Это чувство, сопровождаемое беспричинной грустью, может дойти до крайних проявлений ярости, а потому связка, некогда соединившая прошлое и настоящее, должна быть разорвана. В иные дни в Японии издавались «учебники по истории», оправдывавшие «Великую восточно-азиатскую войну», но для того, чтобы у общественности возникли в этой связи вопросы, потребовалось полвека послевоенного времени, в ходе которого непосредственная память о войне неизбежным образом выветривалась. По мере того как шел процесс погребения памяти, ностальгия расцветала пышным цветом. Вместе с тем возникало осознание какой-то нехватки, недостаточности, как будто что-то было упущено, — и это осознание нельзя было восполнить ничем. Поэтому, если рассуждать логически, получается, что ностальгия продолжает свое вечное движение. Психоаналитик Жак Лакан подобные вещи объясняет следующим образом: «…символ с самого начала заявляет о себе убийством вещи, и смертью этой увековечивается в субъекте его желание»,.

Итак, какие же формы принимает и обнаруживает вышеописанный мысленный образ ностальгии у частных лиц? У государства есть свои памятники и святыни, в домах хранятся трофеи, захваченные в ходе войн прошлого, а у частных лиц имеются семейные фотоальбомы и прочий скрапбукинг. В семейных альбомах собраны и упорядочены все без исключения фотографии, начиная с младенчества. Эти свидетельства собственного появления на свет имеют серьезное и важное значение для самоидентификации изображенного на них субъекта: совершенно ясно, что в глазах общественного мнения тому, кто лишен подобного архива, повезло меньше, чем тому, у кого полно детских фотографий.

Когда молодой человек впервые приходит в гости к девушке, он вынужден участвовать в скучном ритуале: рассматривать альбом с ее фотографиями, слушать пояснения, пока ее родители угощают его чаем. В семейной реликвии содержатся идеализированные представления о прошлом избранницы. Слово каваии используется в таких случаях исключительно в ритуальном смысле. Почему изображение младенца — это каваии? Потому что в подобной ситуации все уже покрылось несколькими слоями плотно кристаллизованной ностальгии, вот и все.

В альбомах с этими изображениями никакого прошлого самого по себе нет. Это не более чем коллаж из изображений, собранный постфактум, причем собирать его начали еще родители. Тут уже ничего не поделаешь: если убрать все наносное, то с точки зрения современности человек — это всего лишь ностальгическая конструкция. Он берет в качестве сырья свое детство и перерабатывает его в последовательность чистых, счастливых историй. Точно так же миф подкрепляет возникновение государства. В обоих случаях производится одно и то же действие. Младенческий этап в становлении страны окружен исключительно чистым и беспримесным, это апогей идеализации.

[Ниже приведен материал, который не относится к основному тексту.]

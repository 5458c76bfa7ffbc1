//! Conversion between human decimal values and on-chain fixed-point integers,
//! plus the order checks the contracts enforce.
//!
//! Scaling is done on the decimal text of the input so no binary floating
//! point ever touches a price or quantity. Prices round down to the quote
//! precision step; quantities round up to the base precision step.

use std::fmt;

use rust_decimal::Decimal;

use crate::Result;
use crate::error::{Error, OrderViolation};
use crate::types::{ChainInt, Market};

#[non_exhaustive]
#[derive(Clone, Copy, Debug, PartialEq, Eq)]
pub enum ScaleRole {
    /// Floor to the step.
    Price,
    /// Ceiling to the step.
    Quantity,
}

/// A value as the caller supplies it.
#[non_exhaustive]
#[derive(Clone, Debug, PartialEq, Eq)]
pub enum ScaleInput {
    /// Human decimal text such as `"1.25"`.
    Text(String),
    /// Exact human decimal.
    Decimal(Decimal),
    /// Already scaled; passed through untouched.
    Chain(ChainInt),
}

impl From<&str> for ScaleInput {
    fn from(value: &str) -> Self {
        Self::Text(value.to_owned())
    }
}

impl From<String> for ScaleInput {
    fn from(value: String) -> Self {
        Self::Text(value)
    }
}

impl From<Decimal> for ScaleInput {
    fn from(value: Decimal) -> Self {
        Self::Decimal(value)
    }
}

impl fmt::Display for ScaleInput {
    fn fmt(&self, f: &mut fmt::Formatter<'_>) -> fmt::Result {
        match self {
            Self::Text(text) => f.write_str(text),
            Self::Decimal(value) => write!(f, "{value}"),
            Self::Chain(value) => write!(f, "{value} (chain)"),
        }
    }
}

/// `10^(decimals - max_precision)`.
pub fn step(decimals: u32, max_precision: u32) -> Result<ChainInt> {
    let exponent = decimals.checked_sub(max_precision).ok_or_else(|| {
        Error::validation(format!(
            "max_precision {max_precision} exceeds decimals {decimals}"
        ))
    })?;
    10_u64
        .checked_pow(exponent)
        .ok_or_else(|| Error::validation(format!("precision step 10^{exponent} exceeds u64")))
}

fn pow10(exponent: u32) -> Result<u128> {
    10_u128
        .checked_pow(exponent)
        .ok_or_else(|| Error::validation(format!("10^{exponent} exceeds u128")))
}

/// Splits decimal text into its value in units of `10^-decimals` and whether
/// any non-zero digit was dropped past that resolution.
fn to_units(text: &str, decimals: u32) -> Result<(u128, bool)> {
    let text = text.trim();
    let unsigned = text.strip_prefix('+').unwrap_or(text);
    if unsigned.starts_with('-') {
        return Err(Error::validation(format!("{text} is negative")));
    }
    let (whole, fraction) = unsigned.split_once('.').unwrap_or((unsigned, ""));
    if whole.is_empty() && fraction.is_empty() {
        return Err(Error::validation(format!("{text:?} is not a decimal number")));
    }
    if !whole.bytes().chain(fraction.bytes()).all(|b| b.is_ascii_digit()) {
        return Err(Error::validation(format!("{text:?} is not a decimal number")));
    }

    let resolution = usize::try_from(decimals)
        .map_err(|_e| Error::validation(format!("{decimals} decimals is out of range")))?;
    let (kept, dropped) = if fraction.len() > resolution {
        fraction.split_at(resolution)
    } else {
        (fraction, "")
    };
    let excess = dropped.bytes().any(|b| b != b'0');

    let mut digits = String::with_capacity(whole.len() + resolution);
    digits.push_str(whole);
    digits.push_str(kept);
    for _ in kept.len()..resolution {
        digits.push('0');
    }
    let digits = digits.trim_start_matches('0');
    if digits.is_empty() {
        return Ok((0, excess));
    }
    let units = digits
        .parse::<u128>()
        .map_err(|e| Error::validation(format!("{text} is out of range: {e}")))?;
    Ok((units, excess))
}

/// Scales a human value to on-chain units and aligns it to the precision step.
pub fn scale(
    input: &ScaleInput,
    decimals: u32,
    max_precision: u32,
    role: ScaleRole,
) -> Result<ChainInt> {
    let text = match input {
        ScaleInput::Chain(value) => return Ok(*value),
        ScaleInput::Decimal(value) => {
            if value.is_sign_negative() && !value.is_zero() {
                return Err(Error::validation(format!("{value} is negative")));
            }
            value.abs().to_string()
        }
        ScaleInput::Text(text) => text.clone(),
    };

    let step = u128::from(step(decimals, max_precision)?);
    let (units, excess) = to_units(&text, decimals)?;
    let aligned = match role {
        ScaleRole::Price => units / step * step,
        ScaleRole::Quantity => {
            let exact_or_above = units.saturating_add(u128::from(excess));
            exact_or_above
                .div_ceil(step)
                .checked_mul(step)
                .ok_or_else(|| Error::validation(format!("{text} is out of range")))?
        }
    };
    ChainInt::try_from(aligned).map_err(|_e| {
        Error::validation(format!(
            "{text} scaled to {decimals} decimals exceeds the u64 range"
        ))
    })
}

/// Inverse of [`scale`], for display. Exact, never rounds.
pub fn format(value: ChainInt, decimals: u32) -> Result<Decimal> {
    Decimal::try_from_i128_with_scale(i128::from(value), decimals)
        .map(|d| d.normalize())
        .map_err(|e| Error::validation(format!("cannot format {value} at {decimals} decimals: {e}")))
}

/// Every constraint the given order violates, in check order.
pub fn order_violations(
    price: ChainInt,
    quantity: ChainInt,
    market: &Market,
) -> Result<Vec<OrderViolation>> {
    let mut violations = Vec::new();

    let step = market.price_step()?;
    if price % step != 0 {
        violations.push(OrderViolation::PricePrecision { price, step });
    }

    let base_unit = pow10(market.base.decimals)?;
    let notional = u128::from(price) * u128::from(quantity);
    if notional % base_unit != 0 {
        violations.push(OrderViolation::FractionalPrice { price, quantity });
    }

    let quote_value = notional / base_unit;
    if quote_value < u128::from(market.min_order) {
        violations.push(OrderViolation::MinOrder {
            quote_value,
            min_order: market.min_order,
        });
    }

    Ok(violations)
}

/// Checks `PricePrecision`, then `FractionalPrice`, then `MinOrder`,
/// reporting the first one violated.
pub fn validate_order(price: ChainInt, quantity: ChainInt, market: &Market) -> Result<()> {
    match order_violations(price, quantity, market)?.into_iter().next() {
        Some(violation) => Err(violation.into()),
        None => Ok(()),
    }
}

/// Largest quantity `<= quantity` for which `price * quantity` is a whole
/// multiple of `10^base_decimals`.
///
/// Valid quantities are exactly the multiples of
/// `10^base_decimals / gcd(price, 10^base_decimals)`.
pub fn adjust_quantity(price: ChainInt, quantity: ChainInt, base_decimals: u32) -> Result<ChainInt> {
    if price == 0 {
        return Err(Error::validation("cannot adjust quantity for a zero price"));
    }
    let base_unit = pow10(base_decimals)?;
    let unit = base_unit / gcd(u128::from(price), base_unit);
    let adjusted = u128::from(quantity) / unit * unit;
    ChainInt::try_from(adjusted)
        .map_err(|_e| Error::internal(format!("adjusted quantity {adjusted} exceeds u64")))
}

fn gcd(mut a: u128, mut b: u128) -> u128 {
    while b != 0 {
        (a, b) = (b, a % b);
    }
    a
}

Наше общество потребления составляет триада: ностальгия, сувениры, миниатюры. Феномен каваии соединяет в себе все три элемента и используется обществом в стратегических целях как эстетика, устраняющая все прочие эстетические помехи на пути собственной геополитики. Я думаю, что такой вывод нельзя назвать ошибочным.

Почему младенцы — это каваии? Потому что это самая эффектная метафора для тех ситуаций, когда надо показать чистоту и святость начала, происхождения. Это легко понять, если вспомнить олицетворяющие молодость, свежесть и витальность образы молодежи в немецком и японском кино времен фашизма. Почему сувениры в киосках для туристов — это каваии? Только потому, что они маленькие и их легко взять в руки, а также их удобно использовать, когда нужно представить путешествие как момент личной истории. Отчего всевозможные вещи предстают в свете каваии, если смотреть на них с позиции ностальгии? Оттого, что это чувство имеет резкие различия, связанные с делением мира на внешний и внутренний. Наполненная ощущением расслабленности внутренняя составляющая оказывается под защитой, ее наполняет близкое, интимное, беззащитное, жизнь становится прекрасной, в ней царит отличное настроение. Некогда, в моем далеком, почти незапамятном детстве Юмико Осима изобразила историю о девушке, которая заново пробуждается к жизни благодаря случайной встрече с кавайным молодым человеком. Он свеж, полон сил, и это делает ее счастливой. Внутри замкнутого мирка, под покровом тайны, забыв о существовании враждебного реального мира, они растворяются в потоке каваии.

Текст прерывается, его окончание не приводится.